[Stored data entries]

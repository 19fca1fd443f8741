//! WIB (UTC+7) calendar-day arithmetic.
//!
//! The upstream scheduler stamps every day-bucket at 00:00 WIB, and cache
//! validity is tied to WIB calendar-date rollover, not to elapsed time.
//! All helpers are pure functions over epoch-milliseconds so callers and
//! tests control "now" explicitly.

use chrono::{DateTime, FixedOffset, Utc};

/// Western Indonesia Time is a fixed UTC+7 offset (no DST).
pub const WIB_OFFSET_SECS: i32 = 7 * 3600;

const WIB_OFFSET_MS: i64 = WIB_OFFSET_SECS as i64 * 1000;
const DAY_MS: i64 = 86_400_000;

fn wib() -> FixedOffset {
    FixedOffset::east_opt(WIB_OFFSET_SECS).expect("UTC+7 is a valid offset")
}

/// Epoch-ms of 00:00:00.000 WIB on the calendar day containing `now_ms`.
pub fn day_start_ms(now_ms: i64) -> i64 {
    now_ms - (now_ms + WIB_OFFSET_MS).rem_euclid(DAY_MS)
}

/// Epoch-ms of the start of today's WIB calendar day.
pub fn today_start_ms() -> i64 {
    day_start_ms(Utc::now().timestamp_millis())
}

/// Whether two epoch-ms instants fall on the same WIB calendar date.
pub fn same_wib_day(a_ms: i64, b_ms: i64) -> bool {
    (a_ms + WIB_OFFSET_MS).div_euclid(DAY_MS) == (b_ms + WIB_OFFSET_MS).div_euclid(DAY_MS)
}

/// Render an epoch-ms instant as a WIB calendar date, e.g. "2026-08-22".
pub fn wib_date_string(ms: i64) -> String {
    match DateTime::from_timestamp_millis(ms) {
        Some(dt) => dt.with_timezone(&wib()).format("%Y-%m-%d").to_string(),
        None => format!("out-of-range:{ms}"),
    }
}
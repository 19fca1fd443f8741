use thiserror::Error;

#[derive(Debug, Error)]
pub enum TallyError {
    #[error("Configuration error: {0}")]
    Config(String),

    #[error("Serialization error: {0}")]
    Serialization(#[from] serde_json::Error),

    #[error("I/O error: {0}")]
    Io(#[from] std::io::Error),
}

pub type Result<T> = std::result::Result<T, TallyError>;
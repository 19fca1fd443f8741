use std::time::Duration;

use async_trait::async_trait;
use serde_json::Value;
use tracing::{debug, warn};

use tally_core::config::ExplorerConfig;
use tally_core::types::{ExpectedRecord, SchedulerReport};

use crate::decode::{decode_batch, extract_rows, DecodeIssue};
use crate::error::ExplorerError;
use crate::query::{baseline_query, exec_payload, reports_query};

pub const SSO_TOKEN_HEADER: &str = "infra-sso-token";

/// Read-only view of the upstream reporting API.
///
/// The token is passed per call: it can be replaced at runtime without
/// rebuilding the client.
#[async_trait]
pub trait ReportFetcher: Send + Sync {
    /// Execution reports for the given scheduler names. `day_ms` pins a
    /// day-start timestamp; `None` asks for the most recent reports.
    async fn fetch_reports(
        &self,
        token: &str,
        names: &[String],
        day_ms: Option<i64>,
    ) -> Result<Vec<SchedulerReport>, ExplorerError>;

    /// The day's expected-value snapshot rows.
    async fn fetch_baseline(
        &self,
        token: &str,
        day_ms: i64,
    ) -> Result<Vec<ExpectedRecord>, ExplorerError>;
}

pub struct ExplorerClient {
    client: reqwest::Client,
    base_url: String,
    database_id: u32,
    timeout_secs: u64,
    page_limit: u32,
    reports_collection: String,
    baseline_collection: String,
}

impl ExplorerClient {
    pub fn new(config: &ExplorerConfig) -> Result<Self, ExplorerError> {
        let client = reqwest::Client::builder()
            .timeout(Duration::from_secs(config.timeout_secs))
            .build()?;

        Ok(Self {
            client,
            base_url: config.base_url.clone(),
            database_id: config.database_id,
            timeout_secs: config.timeout_secs,
            page_limit: config.page_limit,
            reports_collection: config.reports_collection.clone(),
            baseline_collection: config.baseline_collection.clone(),
        })
    }

    /// POST one query to the exec endpoint and flatten the response rows.
    async fn exec(&self, token: &str, query: &str) -> Result<Vec<Value>, ExplorerError> {
        let url = format!(
            "{}/backend/data-explorer/api/v1/databases/exec/{}",
            self.base_url, self.database_id
        );

        debug!(%query, "executing explorer query");

        let send = self
            .client
            .post(&url)
            .header(SSO_TOKEN_HEADER, token)
            .header("content-type", "application/json")
            .json(&exec_payload(query, self.page_limit))
            .send()
            .await;

        let resp = match send {
            Ok(resp) => resp,
            Err(e) if e.is_timeout() => {
                return Err(ExplorerError::Timeout {
                    secs: self.timeout_secs,
                })
            }
            Err(e) => return Err(e.into()),
        };

        let status = resp.status().as_u16();
        if !resp.status().is_success() {
            let text = resp.text().await.unwrap_or_default();
            warn!(status, body = %text, "explorer API error");
            return Err(ExplorerError::Api {
                status,
                message: text,
            });
        }

        let body: Value = resp
            .json()
            .await
            .map_err(|e| ExplorerError::Parse(e.to_string()))?;

        Ok(extract_rows(body))
    }
}

#[async_trait]
impl ReportFetcher for ExplorerClient {
    async fn fetch_reports(
        &self,
        token: &str,
        names: &[String],
        day_ms: Option<i64>,
    ) -> Result<Vec<SchedulerReport>, ExplorerError> {
        let query = reports_query(&self.reports_collection, names, day_ms);
        let rows = self.exec(token, &query).await?;

        let batch = decode_batch::<SchedulerReport>(rows);
        log_issues(&self.reports_collection, &batch.issues);
        debug!(count = batch.records.len(), "fetched scheduler reports");
        Ok(batch.records)
    }

    async fn fetch_baseline(
        &self,
        token: &str,
        day_ms: i64,
    ) -> Result<Vec<ExpectedRecord>, ExplorerError> {
        let query = baseline_query(&self.baseline_collection, day_ms);
        let rows = self.exec(token, &query).await?;

        let batch = decode_batch::<ExpectedRecord>(rows);
        log_issues(&self.baseline_collection, &batch.issues);
        debug!(count = batch.records.len(), "fetched baseline records");
        Ok(batch.records)
    }
}

fn log_issues(collection: &str, issues: &[DecodeIssue]) {
    for issue in issues {
        warn!(
            collection,
            index = issue.index,
            detail = %issue.detail,
            "skipping row that failed to decode"
        );
    }
}
//! The validation workflow: cache gate, upstream fetch, baseline lookup,
//! verdict, write-through. Handlers call into here; nothing below ever
//! escapes as an error, every path ends in a well-formed outcome value.

use serde::Serialize;
use tracing::{info, warn};

use tally_cache::CacheEntry;
use tally_core::types::{ExpectedRecord, SchedulerReport, ValidatedReport, ValidationResult};
use tally_core::wib;
use tally_validation::{validate, ValidateError};

use crate::app::AppState;

#[derive(Debug, Clone, PartialEq, Serialize)]
#[serde(rename_all = "camelCase")]
pub struct ValidationSuccess {
    pub success: bool,
    pub validation: ValidationResult,
    pub report: SchedulerReport,
    pub from_cache: bool,
    /// Epoch-ms stamp: the cache entry's write time on a hit, "now" on a
    /// fresh run.
    pub fetched_at: i64,
}

/// Structured failure. The NotFound diagnostics hold their "not applicable"
/// values (`false`, `0`, empty) for every other failure class.
#[derive(Debug, Clone, PartialEq, Serialize)]
#[serde(rename_all = "camelCase")]
pub struct ValidationFailure {
    pub success: bool,
    pub error: String,
    pub empty_result: bool,
    pub found_reports: usize,
    pub found_schedulers: Vec<String>,
    pub today_date: String,
}

#[derive(Debug, Clone, PartialEq, Serialize)]
#[serde(untagged)]
pub enum ValidationOutcome {
    Success(ValidationSuccess),
    Failure(ValidationFailure),
}

impl ValidationOutcome {
    fn fresh(validated: ValidatedReport, now_ms: i64) -> Self {
        Self::Success(ValidationSuccess {
            success: true,
            validation: validated.validation,
            report: validated.report,
            from_cache: false,
            fetched_at: now_ms,
        })
    }

    fn cached(entry: CacheEntry) -> Self {
        Self::Success(ValidationSuccess {
            success: true,
            validation: entry.result.validation,
            report: entry.result.report,
            from_cache: true,
            fetched_at: entry.fetched_at,
        })
    }

    fn failure(error: impl Into<String>, today_ms: i64) -> Self {
        Self::Failure(ValidationFailure {
            success: false,
            error: error.into(),
            empty_result: false,
            found_reports: 0,
            found_schedulers: Vec::new(),
            today_date: wib::wib_date_string(today_ms),
        })
    }

    /// Failure shape for a request that outran the handler's time budget.
    pub fn timed_out(secs: u64, now_ms: i64) -> Self {
        Self::failure(
            format!("validation timed out after {secs}s"),
            wib::day_start_ms(now_ms),
        )
    }
}

/// Validate one scheduler for today. Serves from cache when allowed,
/// otherwise fetches, validates, and writes through on a qualifying result.
pub async fn validate_scheduler(
    state: &AppState,
    scheduler_name: &str,
    use_cache: bool,
    force_refresh: bool,
    now_ms: i64,
) -> ValidationOutcome {
    if use_cache && !force_refresh {
        if let Some(entry) = state.cache.get(scheduler_name, now_ms) {
            info!(scheduler = %scheduler_name, "serving validation from cache");
            return ValidationOutcome::cached(entry);
        }
    }

    let today_ms = wib::day_start_ms(now_ms);

    let Some(token) = state.token.load() else {
        return ValidationOutcome::failure("no upstream token configured", today_ms);
    };

    let names = &state.config.schedulers.names;
    let reports = match state
        .fetcher
        .fetch_reports(&token, names, Some(today_ms))
        .await
    {
        Ok(reports) => reports,
        Err(e) => {
            warn!(scheduler = %scheduler_name, error = %e, "report fetch failed");
            return ValidationOutcome::failure(e.to_string(), today_ms);
        }
    };

    let snapshot = match state.baseline.load_for_day(today_ms) {
        Ok(snapshot) => snapshot,
        Err(e) => {
            warn!(error = %e, "baseline snapshot unavailable");
            return ValidationOutcome::failure(e.to_string(), today_ms);
        }
    };

    match validate(scheduler_name, &reports, &snapshot) {
        Ok(validated) => {
            if validated.cacheable() {
                state.cache.put(scheduler_name, validated.clone(), now_ms);
            }
            info!(
                scheduler = %scheduler_name,
                rows = validated.validation.rows_inserted,
                expected = validated.validation.expected_total,
                matched = validated.validation.matched,
                "validation complete"
            );
            ValidationOutcome::fresh(validated, now_ms)
        }
        Err(ValidateError::NotFound {
            scheduler_name: name,
            found_reports,
            found_schedulers,
            empty_result,
        }) => {
            info!(scheduler = %name, found_reports, empty_result, "no report for scheduler");
            ValidationOutcome::Failure(ValidationFailure {
                success: false,
                error: format!("no report found for scheduler {name}"),
                empty_result,
                found_reports,
                found_schedulers,
                today_date: wib::wib_date_string(today_ms),
            })
        }
    }
}

#[derive(Debug, Clone, PartialEq, Serialize)]
#[serde(rename_all = "camelCase")]
pub struct RefreshOutcome {
    pub success: bool,
    #[serde(skip_serializing_if = "Option::is_none")]
    pub error: Option<String>,
    pub today_records: usize,
    pub today_date: String,
}

/// Pull today's expected-value snapshot from upstream and persist it,
/// dropping any record stamped with another day.
pub async fn refresh_today(state: &AppState, now_ms: i64) -> RefreshOutcome {
    let today_ms = wib::day_start_ms(now_ms);
    let today_date = wib::wib_date_string(today_ms);

    let fail = |error: String| RefreshOutcome {
        success: false,
        error: Some(error),
        today_records: 0,
        today_date: today_date.clone(),
    };

    let Some(token) = state.token.load() else {
        return fail("no upstream token configured".to_string());
    };

    let records = match state.fetcher.fetch_baseline(&token, today_ms).await {
        Ok(records) => records,
        Err(e) => {
            warn!(error = %e, "baseline fetch failed");
            return fail(e.to_string());
        }
    };

    let total = records.len();
    let todays: Vec<ExpectedRecord> = records
        .into_iter()
        .filter(|record| record.analytic_date == today_ms)
        .collect();
    if todays.len() != total {
        warn!(
            total,
            matching = todays.len(),
            "dropping baseline records not stamped with today"
        );
    }

    if let Err(e) = state.baseline.save(&todays) {
        warn!(error = %e, "failed to save baseline snapshot");
        return fail(e.to_string());
    }

    info!(records = todays.len(), "baseline snapshot refreshed");
    RefreshOutcome {
        success: true,
        error: None,
        today_records: todays.len(),
        today_date,
    }
}
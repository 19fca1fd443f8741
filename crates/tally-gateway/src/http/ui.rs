use axum::response::Html;

static DASHBOARD_HTML: &str = include_str!("../../static/dashboard.html");

/// Serve the embedded dashboard at `GET /`.
pub async fn ui_handler() -> Html<&'static str> {
    Html(DASHBOARD_HTML)
}
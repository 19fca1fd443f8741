use std::path::PathBuf;

use figment::{
    providers::{Env, Format, Toml},
    Figment,
};
use serde::{Deserialize, Serialize};

pub const DEFAULT_PORT: u16 = 8000;
pub const DEFAULT_BIND: &str = "127.0.0.1";
pub const DEFAULT_REQUEST_TIMEOUT_SECS: u64 = 60; // outer budget per dashboard request
pub const DEFAULT_EXPLORER_TIMEOUT_SECS: u64 = 30; // per upstream HTTP call
pub const DEFAULT_DATABASE_ID: u32 = 163; // analytics Mongo instance in the explorer
pub const DEFAULT_PAGE_LIMIT: u32 = 500;

/// Top-level config (tally.toml + TALLY_* env overrides).
#[derive(Debug, Clone, Default, Serialize, Deserialize)]
pub struct TallyConfig {
    #[serde(default)]
    pub gateway: GatewayConfig,
    #[serde(default)]
    pub explorer: ExplorerConfig,
    #[serde(default)]
    pub schedulers: SchedulersConfig,
    #[serde(default)]
    pub storage: StorageConfig,
}

#[derive(Debug, Clone, Serialize, Deserialize)]
pub struct GatewayConfig {
    #[serde(default = "default_port")]
    pub port: u16,
    #[serde(default = "default_bind")]
    pub bind: String,
    /// Hard ceiling on one dashboard request, upstream fetches included.
    #[serde(default = "default_request_timeout")]
    pub request_timeout_secs: u64,
}

impl Default for GatewayConfig {
    fn default() -> Self {
        Self {
            port: DEFAULT_PORT,
            bind: DEFAULT_BIND.to_string(),
            request_timeout_secs: DEFAULT_REQUEST_TIMEOUT_SECS,
        }
    }
}

/// Upstream database-explorer exec API.
#[derive(Debug, Clone, Serialize, Deserialize)]
pub struct ExplorerConfig {
    #[serde(default = "default_explorer_base_url")]
    pub base_url: String,
    /// Database id in the exec endpoint path.
    #[serde(default = "default_database_id")]
    pub database_id: u32,
    #[serde(default = "default_explorer_timeout")]
    pub timeout_secs: u64,
    #[serde(default = "default_page_limit")]
    pub page_limit: u32,
    /// Collection holding per-run scheduler reports.
    #[serde(default = "default_reports_collection")]
    pub reports_collection: String,
    /// Collection holding the expected-value baseline snapshot.
    #[serde(default = "default_baseline_collection")]
    pub baseline_collection: String,
}

impl Default for ExplorerConfig {
    fn default() -> Self {
        Self {
            base_url: default_explorer_base_url(),
            database_id: DEFAULT_DATABASE_ID,
            timeout_secs: DEFAULT_EXPLORER_TIMEOUT_SECS,
            page_limit: DEFAULT_PAGE_LIMIT,
            reports_collection: default_reports_collection(),
            baseline_collection: default_baseline_collection(),
        }
    }
}

/// The set of scheduler jobs the dashboard tracks.
#[derive(Debug, Clone, Serialize, Deserialize)]
pub struct SchedulersConfig {
    #[serde(default = "default_scheduler_names")]
    pub names: Vec<String>,
}

impl Default for SchedulersConfig {
    fn default() -> Self {
        Self {
            names: default_scheduler_names(),
        }
    }
}

/// On-disk locations for the cache, baseline snapshot and SSO token.
#[derive(Debug, Clone, Serialize, Deserialize)]
pub struct StorageConfig {
    #[serde(default = "default_data_dir")]
    pub data_dir: String,
}

impl Default for StorageConfig {
    fn default() -> Self {
        Self {
            data_dir: default_data_dir(),
        }
    }
}

impl StorageConfig {
    pub fn cache_file(&self) -> PathBuf {
        PathBuf::from(&self.data_dir).join("validation-cache.json")
    }

    pub fn baseline_file(&self) -> PathBuf {
        PathBuf::from(&self.data_dir).join("today-data.json")
    }

    pub fn token_file(&self) -> PathBuf {
        PathBuf::from(&self.data_dir).join(".sso-token")
    }
}

fn default_port() -> u16 {
    DEFAULT_PORT
}
fn default_bind() -> String {
    DEFAULT_BIND.to_string()
}
fn default_request_timeout() -> u64 {
    DEFAULT_REQUEST_TIMEOUT_SECS
}
fn default_explorer_timeout() -> u64 {
    DEFAULT_EXPLORER_TIMEOUT_SECS
}
fn default_explorer_base_url() -> String {
    "https://database-explorer.gdn-app.com".to_string()
}
fn default_database_id() -> u32 {
    DEFAULT_DATABASE_ID
}
fn default_page_limit() -> u32 {
    DEFAULT_PAGE_LIMIT
}
fn default_reports_collection() -> String {
    "schedulerReport".to_string()
}
fn default_baseline_collection() -> String {
    "scheduler".to_string()
}
fn default_scheduler_names() -> Vec<String> {
    vec![
        "SALES_FUNNEL_YESTERDAY".to_string(),
        "SALES_FUNNEL_LAST_7_DAYS".to_string(),
        "SALES_FUNNEL_MTD".to_string(),
    ]
}
fn default_data_dir() -> String {
    let home = std::env::var("HOME").unwrap_or_else(|_| ".".to_string());
    format!("{}/.tally", home)
}

impl TallyConfig {
    /// Load config from a TOML file with TALLY_* env var overrides.
    ///
    /// Every field has a default, so a missing file yields a working config
    /// pointed at the production explorer.
    pub fn load(config_path: Option<&str>) -> crate::error::Result<Self> {
        let path = config_path
            .map(String::from)
            .unwrap_or_else(default_config_path);

        let config: TallyConfig = Figment::new()
            .merge(Toml::file(&path))
            .merge(Env::prefixed("TALLY_").split("_"))
            .extract()
            .map_err(|e| crate::error::TallyError::Config(e.to_string()))?;

        Ok(config)
    }
}

fn default_config_path() -> String {
    let home = std::env::var("HOME").unwrap_or_else(|_| ".".to_string());
    format!("{}/.tally/tally.toml", home)
}
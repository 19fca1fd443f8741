use axum::{extract::State, Json};
use serde_json::{json, Value};
use std::sync::Arc;

use crate::app::AppState;

/// GET /api/schedulers — the configured scheduler names, in config order.
pub async fn list_handler(State(state): State<Arc<AppState>>) -> Json<Value> {
    Json(json!({ "schedulers": state.config.schedulers.names }))
}
//! Expected-value snapshot endpoints.
//!
//! POST /api/refresh-today — refetch today's scheduler documents from
//! upstream and rewrite the snapshot file.
//! Response: `{"success": true, "todayRecords": 3, "todayDate": "2024-01-15"}`
//!
//! GET /api/baseline — today's records from the snapshot file as-is.
//! Response: `{"success": true, "todayDate": "...", "records": [...]}`
//!
//! Both answer HTTP 200 with a `success` flag; a missing snapshot is a
//! dashboard state, not a server error.

use axum::{extract::State, Json};
use chrono::Utc;
use serde_json::{json, Value};
use std::sync::Arc;
use tracing::warn;

use tally_baseline::BaselineError;
use tally_core::wib;

use crate::app::AppState;
use crate::workflow::{self, RefreshOutcome};

/// POST /api/refresh-today — pull and persist today's snapshot.
pub async fn refresh_handler(State(state): State<Arc<AppState>>) -> Json<RefreshOutcome> {
    let now_ms = Utc::now().timestamp_millis();
    Json(workflow::refresh_today(&state, now_ms).await)
}

/// GET /api/baseline — what the snapshot file currently holds for today.
pub async fn baseline_handler(State(state): State<Arc<AppState>>) -> Json<Value> {
    let today_ms = wib::today_start_ms();
    let today_date = wib::wib_date_string(today_ms);

    match state.baseline.load_for_day(today_ms) {
        Ok(records) => Json(json!({
            "success": true,
            "todayDate": today_date,
            "records": records,
        })),
        Err(e) => {
            if !matches!(e, BaselineError::Missing { .. }) {
                warn!(error = %e, "baseline snapshot unreadable");
            }
            Json(json!({
                "success": false,
                "todayDate": today_date,
                "error": e.to_string(),
            }))
        }
    }
}
pub mod config;
pub mod error;
pub mod types;
pub mod wib;

pub use error::{Result, TallyError};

The problem: Search the entries for "that" and copy each matching line.

Written response:
            "skipping row that failed to decode"
    /// Failure shape for a request that outran the handler's time budget.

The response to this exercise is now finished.